* TRY IT:
Search the entries for the word "true" and return every line where it is found.

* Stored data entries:
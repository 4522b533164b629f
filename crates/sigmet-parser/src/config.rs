//! Configuration for opening SIGMET volumes.

use serde::{Deserialize, Serialize};

use crate::cursor::RECORD_SIZE;

/// Configuration for the volume reader.
#[derive(Debug, Clone, Serialize, Deserialize)]
pub struct ReaderConfig {
    /// Check the format discriminator before scanning.
    pub verify_format: bool,

    /// Value written for radials and gates that are not in the file.
    pub absent_value: f32,

    /// Refuse files with more records than this.
    pub max_records: Option<u64>,
}

impl Default for ReaderConfig {
    fn default() -> Self {
        Self {
            verify_format: true,
            absent_value: f32::NAN,
            max_records: None,
        }
    }
}

impl ReaderConfig {
    /// Load configuration from environment variables.
    pub fn from_env() -> Self {
        let mut config = Self::default();

        if let Ok(val) = std::env::var("SIGMET_VERIFY_FORMAT") {
            config.verify_format = val.to_lowercase() == "true" || val == "1";
        }

        if let Ok(val) = std::env::var("SIGMET_ABSENT_VALUE") {
            if let Ok(value) = val.trim().parse::<f32>() {
                config.absent_value = value;
            }
        }

        if let Ok(val) = std::env::var("SIGMET_MAX_RECORDS") {
            if let Ok(records) = val.parse() {
                config.max_records = Some(records);
            }
        }

        config
    }

    /// Validate the configuration.
    pub fn validate(&self) -> Result<(), String> {
        if self.absent_value.is_infinite() {
            return Err("absent_value must be finite or NaN".to_string());
        }

        if let Some(max) = self.max_records {
            if max < 3 {
                return Err(
                    "max_records must allow the two header records and one data record"
                        .to_string(),
                );
            }
        }

        Ok(())
    }

    /// Largest file size accepted, in bytes.
    pub fn max_bytes(&self) -> Option<u64> {
        self.max_records.map(|records| records * RECORD_SIZE)
    }
}

#[cfg(test)]
mod tests {
    use super::*;

    #[test]
    fn test_default_config() {
        let config = ReaderConfig::default();
        assert!(config.verify_format);
        assert!(config.absent_value.is_nan());
        assert!(config.max_records.is_none());
        assert!(config.validate().is_ok());
    }

    #[test]
    fn test_config_validation() {
        let mut config = ReaderConfig::default();
        config.absent_value = f32::INFINITY;
        assert!(config.validate().is_err());

        config.absent_value = -999.99;
        config.max_records = Some(2);
        assert!(config.validate().is_err());

        config.max_records = Some(3);
        assert!(config.validate().is_ok());
        assert_eq!(config.max_bytes(), Some(3 * 6144));
    }
}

* TASK OUTPUT:
            verify_format: true,
            config.verify_format = val.to_lowercase() == "true" || val == "1";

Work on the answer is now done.